INSTRUCTIONS FOR THE TASK => Reproduce the lines below from the one that contains "impl Drop for" through the end, inclusive, and add nothing.

INFORMATION SUPPLIED =>

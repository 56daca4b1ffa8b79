//! Primitive wire types.
//!
//! All integers are encoded big-endian ("network byte order"). Strings carry
//! an `Int16` length prefix and UTF-8 payload, byte blobs an `Int32` prefix,
//! arrays an `Int32` element count. A length of `-1` encodes null for the
//! nullable variants.

use std::io::{Read, Write};

#[cfg(test)]
use proptest::prelude::*;

use super::traits::{ReadError, ReadType, WriteError, WriteType};

/// Upper bound for up-front allocations based on untrusted length prefixes.
///
/// Larger claims are still honored, the buffer just grows as bytes actually
/// arrive instead of trusting the prefix.
const PREALLOC_LIMIT: usize = 1024 * 1024;

/// Read exactly `len` bytes without trusting `len` for pre-allocation.
pub(crate) fn read_exact_vec<R>(reader: &mut R, len: usize) -> Result<Vec<u8>, ReadError>
where
    R: Read,
{
    let mut buf = Vec::with_capacity(len.min(PREALLOC_LIMIT));
    let read = reader.take(len as u64).read_to_end(&mut buf)?;
    if read != len {
        return Err(ReadError::IO(std::io::Error::from(
            std::io::ErrorKind::UnexpectedEof,
        )));
    }
    Ok(buf)
}

/// Represents an integer between `-2^7` and `2^7-1` inclusive.
#[derive(Debug, PartialEq, Eq, PartialOrd, Ord, Hash, Clone, Copy, Default)]
#[cfg_attr(test, derive(proptest_derive::Arbitrary))]
pub struct Int8(pub i8);

/// Represents an integer between `-2^15` and `2^15-1` inclusive.
#[derive(Debug, PartialEq, Eq, PartialOrd, Ord, Hash, Clone, Copy, Default)]
#[cfg_attr(test, derive(proptest_derive::Arbitrary))]
pub struct Int16(pub i16);

/// Represents an integer between `-2^31` and `2^31-1` inclusive.
#[derive(Debug, PartialEq, Eq, PartialOrd, Ord, Hash, Clone, Copy, Default)]
#[cfg_attr(test, derive(proptest_derive::Arbitrary))]
pub struct Int32(pub i32);

/// Represents an integer between `-2^63` and `2^63-1` inclusive.
#[derive(Debug, PartialEq, Eq, PartialOrd, Ord, Hash, Clone, Copy, Default)]
#[cfg_attr(test, derive(proptest_derive::Arbitrary))]
pub struct Int64(pub i64);

macro_rules! impl_int {
    ($t:ty, $inner:ty, $size:expr) => {
        impl<R> ReadType<R> for $t
        where
            R: Read,
        {
            fn read(reader: &mut R) -> Result<Self, ReadError> {
                let mut buf = [0u8; $size];
                reader.read_exact(&mut buf)?;
                Ok(Self(<$inner>::from_be_bytes(buf)))
            }
        }

        impl<W> WriteType<W> for $t
        where
            W: Write,
        {
            fn write(&self, writer: &mut W) -> Result<(), WriteError> {
                writer.write_all(&self.0.to_be_bytes())?;
                Ok(())
            }
        }
    };
}

impl_int!(Int8, i8, 1);
impl_int!(Int16, i16, 2);
impl_int!(Int32, i32, 4);
impl_int!(Int64, i64, 8);

/// Represents a sequence of characters.
///
/// First the length N is given as an INT16, then N bytes of UTF-8 follow.
/// The length must not be negative.
#[derive(Debug, PartialEq, Eq, PartialOrd, Ord, Hash, Clone, Default)]
#[cfg_attr(test, derive(proptest_derive::Arbitrary))]
pub struct String_(pub String);

impl<R> ReadType<R> for String_
where
    R: Read,
{
    fn read(reader: &mut R) -> Result<Self, ReadError> {
        let len = Int16::read(reader)?;
        let len = usize::try_from(len.0).map_err(|e| ReadError::Malformed(Box::new(e)))?;
        let buf = read_exact_vec(reader, len)?;
        let s = String::from_utf8(buf).map_err(|e| ReadError::Malformed(Box::new(e)))?;
        Ok(Self(s))
    }
}

impl<W> WriteType<W> for String_
where
    W: Write,
{
    fn write(&self, writer: &mut W) -> Result<(), WriteError> {
        let len = i16::try_from(self.0.len()).map_err(WriteError::Overflow)?;
        Int16(len).write(writer)?;
        writer.write_all(self.0.as_bytes())?;
        Ok(())
    }
}

/// Represents a sequence of characters or null.
///
/// A null value is encoded with length of -1 and there are no following bytes.
#[derive(Debug, PartialEq, Eq, PartialOrd, Ord, Hash, Clone, Default)]
#[cfg_attr(test, derive(proptest_derive::Arbitrary))]
pub struct NullableString(pub Option<String>);

impl<R> ReadType<R> for NullableString
where
    R: Read,
{
    fn read(reader: &mut R) -> Result<Self, ReadError> {
        let len = Int16::read(reader)?;
        match len.0 {
            l if l < -1 => Err(ReadError::Malformed(
                format!("Invalid negative length for nullable string: {l}").into(),
            )),
            -1 => Ok(Self(None)),
            l => {
                let buf = read_exact_vec(reader, l as usize)?;
                let s = String::from_utf8(buf).map_err(|e| ReadError::Malformed(Box::new(e)))?;
                Ok(Self(Some(s)))
            }
        }
    }
}

impl<W> WriteType<W> for NullableString
where
    W: Write,
{
    fn write(&self, writer: &mut W) -> Result<(), WriteError> {
        match &self.0 {
            Some(s) => {
                let len = i16::try_from(s.len()).map_err(WriteError::Overflow)?;
                Int16(len).write(writer)?;
                writer.write_all(s.as_bytes())?;
                Ok(())
            }
            None => Int16(-1).write(writer),
        }
    }
}

/// Represents a raw sequence of bytes or null.
///
/// For non-null values, first the length N is given as an INT32, then N bytes
/// follow. A null value is encoded with length of -1.
#[derive(Debug, PartialEq, Eq, PartialOrd, Ord, Hash, Clone, Default)]
#[cfg_attr(test, derive(proptest_derive::Arbitrary))]
pub struct NullableBytes(pub Option<Vec<u8>>);

impl<R> ReadType<R> for NullableBytes
where
    R: Read,
{
    fn read(reader: &mut R) -> Result<Self, ReadError> {
        let len = Int32::read(reader)?;
        match len.0 {
            l if l < -1 => Err(ReadError::Malformed(
                format!("Invalid negative length for nullable bytes: {l}").into(),
            )),
            -1 => Ok(Self(None)),
            l => Ok(Self(Some(read_exact_vec(reader, l as usize)?))),
        }
    }
}

impl<W> WriteType<W> for NullableBytes
where
    W: Write,
{
    fn write(&self, writer: &mut W) -> Result<(), WriteError> {
        match &self.0 {
            Some(b) => {
                let len = i32::try_from(b.len()).map_err(WriteError::Overflow)?;
                Int32(len).write(writer)?;
                writer.write_all(b)?;
                Ok(())
            }
            None => Int32(-1).write(writer),
        }
    }
}

/// Represents a sequence of objects of a given type T.
///
/// First the length N is given as an INT32, then N instances of T follow. A
/// null array is represented with a length of -1.
#[derive(Debug, PartialEq, Eq, PartialOrd, Ord, Hash, Clone)]
#[cfg_attr(test, derive(proptest_derive::Arbitrary))]
pub struct Array<T>(pub Option<Vec<T>>);

impl<R, T> ReadType<R> for Array<T>
where
    R: Read,
    T: ReadType<R>,
{
    fn read(reader: &mut R) -> Result<Self, ReadError> {
        let len = Int32::read(reader)?;
        match len.0 {
            l if l < -1 => Err(ReadError::Malformed(
                format!("Invalid negative length for array: {l}").into(),
            )),
            -1 => Ok(Self(None)),
            l => {
                let len = l as usize;
                let mut res = Vec::with_capacity(len.min(PREALLOC_LIMIT / 16));
                for _ in 0..len {
                    res.push(T::read(reader)?);
                }
                Ok(Self(Some(res)))
            }
        }
    }
}

impl<W, T> WriteType<W> for Array<T>
where
    W: Write,
    T: WriteType<W>,
{
    fn write(&self, writer: &mut W) -> Result<(), WriteError> {
        match &self.0 {
            None => Int32(-1).write(writer),
            Some(inner) => {
                let len = i32::try_from(inner.len()).map_err(WriteError::Overflow)?;
                Int32(len).write(writer)?;

                for element in inner {
                    element.write(writer)?;
                }

                Ok(())
            }
        }
    }
}

#[cfg(test)]
mod tests {
    use std::io::Cursor;

    use crate::protocol::test_utils::test_roundtrip;

    use super::*;

    use assert_matches::assert_matches;

    test_roundtrip!(Int8, test_int8_roundtrip);

    test_roundtrip!(Int16, test_int16_roundtrip);

    test_roundtrip!(Int32, test_int32_roundtrip);

    test_roundtrip!(Int64, test_int64_roundtrip);

    test_roundtrip!(String_, test_string_roundtrip);

    test_roundtrip!(NullableString, test_nullable_string_roundtrip);

    test_roundtrip!(NullableBytes, test_nullable_bytes_roundtrip);

    test_roundtrip!(Array<Int32>, test_array_roundtrip);

    #[test]
    fn test_nullable_string_read_negative_length() {
        let mut buf = Cursor::new(Vec::<u8>::new());
        Int16(-2).write(&mut buf).unwrap();
        buf.set_position(0);

        let err = NullableString::read(&mut buf).unwrap_err();
        assert_matches!(err, ReadError::Malformed(_));
        assert_eq!(
            err.to_string(),
            "Malformed data: Invalid negative length for nullable string: -2"
        );
    }

    #[test]
    fn test_nullable_bytes_read_negative_length() {
        let mut buf = Cursor::new(Vec::<u8>::new());
        Int32(-2).write(&mut buf).unwrap();
        buf.set_position(0);

        let err = NullableBytes::read(&mut buf).unwrap_err();
        assert_matches!(err, ReadError::Malformed(_));
        assert_eq!(
            err.to_string(),
            "Malformed data: Invalid negative length for nullable bytes: -2"
        );
    }

    #[test]
    fn test_huge_length_prefix_does_not_allocate() {
        let mut buf = Cursor::new(Vec::<u8>::new());
        Int32(i32::MAX).write(&mut buf).unwrap();
        buf.set_position(0);

        let err = NullableBytes::read(&mut buf).unwrap_err();
        assert_matches!(err, ReadError::IO(_));
    }

    #[test]
    fn test_string_rejects_invalid_utf8() {
        let mut buf = Cursor::new(Vec::<u8>::new());
        Int16(2).write(&mut buf).unwrap();
        buf.get_mut().extend_from_slice(&[0xff, 0xfe]);
        buf.set_position(0);

        let err = String_::read(&mut buf).unwrap_err();
        assert_matches!(err, ReadError::Malformed(_));
    }
}
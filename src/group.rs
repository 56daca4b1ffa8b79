//! The group membership state machine: discover the coordinator broker,
//! join, sync an assignment, heartbeat while stable, and leave.

use std::collections::BTreeMap;
use std::sync::Arc;
use std::time::{Duration, Instant};

use async_trait::async_trait;
use tokio::sync::{broadcast, watch};
use tokio::task::JoinHandle;
use tracing::{debug, info, warn};

use crate::allocator::{validate_assignment, AllocatorFn};
use crate::client::error::{Error, Result};
use crate::cluster::Cluster;
use crate::protocol::error::{Error as ApiError, ErrorClass};
use crate::protocol::messages::{
    ConsumerGroupMemberAssignment, ConsumerGroupMemberMetadata, HeartbeatRequest,
    JoinGroupRequest, JoinGroupRequestProtocol, LeaveGroupRequest, SyncGroupRequest,
    SyncGroupRequestAssignment, CONSUMER_PROTOCOL_TYPE,
};
use crate::protocol::primitives::{Int32, NullableBytes, String_};

/// The phases of a group member's lifecycle.
#[derive(Debug, Clone, Copy, PartialEq, Eq)]
pub enum GroupPhase {
    Disconnected,
    Discovering,
    Joining,
    AwaitingSync,
    Stable,
    Rebalancing,
    Leaving,
}

/// What the group session knows while [`GroupPhase::Stable`].
#[derive(Debug, Clone, PartialEq, Eq)]
pub(crate) struct StableView {
    pub generation_id: i32,
    pub member_id: String,
    pub coordinator_id: i32,

    /// This member's share of the group's partitions.
    pub assignment: BTreeMap<String, Vec<i32>>,
}

/// What consumers observe about the group session.
#[derive(Debug, Clone)]
pub(crate) enum GroupView {
    /// Somewhere between disconnected and stable; fetches and commits wait.
    Connecting,

    Stable(StableView),

    /// The session died beyond recovery.
    Failed(String),
}

/// The partitions and topics a group divides among its members.
///
/// Backed by the coordinator-service shared set, with cluster metadata as
/// the seed; kept as a seam so the state machine can be driven in tests.
#[async_trait]
pub(crate) trait PartitionUniverse: Send + Sync + 'static {
    /// Sorted `"topic:partition"` labels.
    async fn partitions(&self) -> Vec<String>;

    /// Sorted topic names.
    async fn topics(&self) -> Vec<String>;
}

pub(crate) struct GroupConfig {
    pub group: String,
    pub protocol_name: String,
    pub session_timeout: Duration,
    pub heartbeat_interval: Duration,
    pub allocator: AllocatorFn,
}

/// Handle to a running group session.
pub(crate) struct GroupSession {
    view_rx: watch::Receiver<GroupView>,
    phase_rx: watch::Receiver<GroupPhase>,
    shutdown_tx: watch::Sender<bool>,
    driver: JoinHandle<()>,
}

impl GroupSession {
    /// Spawn the state machine driver.
    ///
    /// `membership_changes` carries coordinator-service party updates; any
    /// change short-circuits straight into a new join round instead of
    /// waiting for the broker to fail a heartbeat.
    pub(crate) fn spawn(
        cluster: Arc<Cluster>,
        config: GroupConfig,
        universe: Arc<dyn PartitionUniverse>,
        membership_changes: broadcast::Receiver<Vec<String>>,
    ) -> Self {
        let (view_tx, view_rx) = watch::channel(GroupView::Connecting);
        let (phase_tx, phase_rx) = watch::channel(GroupPhase::Disconnected);
        let (shutdown_tx, shutdown_rx) = watch::channel(false);

        let driver = tokio::spawn(async move {
            let mut driver = Driver {
                cluster,
                config,
                universe,
                membership_changes,
                view_tx,
                phase_tx,
                shutdown_rx,
                coordinator_id: None,
                member_id: String::new(),
                generation_id: -1,
                pending_join: None,
            };
            driver.run().await;
        });

        Self {
            view_rx,
            phase_rx,
            shutdown_tx,
            driver,
        }
    }

    /// The current phase.
    pub(crate) fn phase(&self) -> GroupPhase {
        *self.phase_rx.borrow()
    }

    /// Wait until the session is stable and return the stable view.
    ///
    /// Operations that must carry a generation call this first, so nothing
    /// is fetched or committed mid-rebalance.
    pub(crate) async fn wait_stable(&self) -> Result<StableView> {
        let mut view_rx = self.view_rx.clone();
        loop {
            match &*view_rx.borrow_and_update() {
                GroupView::Stable(view) => return Ok(view.clone()),
                GroupView::Failed(reason) => return Err(Error::Group(reason.clone())),
                GroupView::Connecting => {}
            }
            if view_rx.changed().await.is_err() {
                return Err(Error::Group("group session terminated".to_owned()));
            }
        }
    }

    /// Leave the group and stop the driver.
    pub(crate) async fn leave(&mut self) {
        self.shutdown_tx.send(true).ok();
        (&mut self.driver).await.ok();
    }
}

impl Drop for GroupSession {
    fn drop(&mut self) {
        // a handle dropped without leave() means the member died; the broker
        // notices via missed heartbeats, peers via the lost party session
        self.driver.abort();
    }
}

struct Driver {
    cluster: Arc<Cluster>,
    config: GroupConfig,
    universe: Arc<dyn PartitionUniverse>,
    membership_changes: broadcast::Receiver<Vec<String>>,
    view_tx: watch::Sender<GroupView>,
    phase_tx: watch::Sender<GroupPhase>,
    shutdown_rx: watch::Receiver<bool>,
    coordinator_id: Option<i32>,
    member_id: String,
    generation_id: i32,
    pending_join: Option<JoinOutcome>,
}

RESPONSE AREA =>
impl Drop for GroupSession {
    fn drop(&mut self) {
        // a handle dropped without leave() means the member died; the broker
        // notices via missed heartbeats, peers via the lost party session
        self.driver.abort();
    }
}

struct Driver {
    cluster: Arc<Cluster>,
    config: GroupConfig,
    universe: Arc<dyn PartitionUniverse>,
    membership_changes: broadcast::Receiver<Vec<String>>,
    view_tx: watch::Sender<GroupView>,
    phase_tx: watch::Sender<GroupPhase>,
    shutdown_rx: watch::Receiver<bool>,
    coordinator_id: Option<i32>,
    member_id: String,
    generation_id: i32,
    pending_join: Option<JoinOutcome>,
}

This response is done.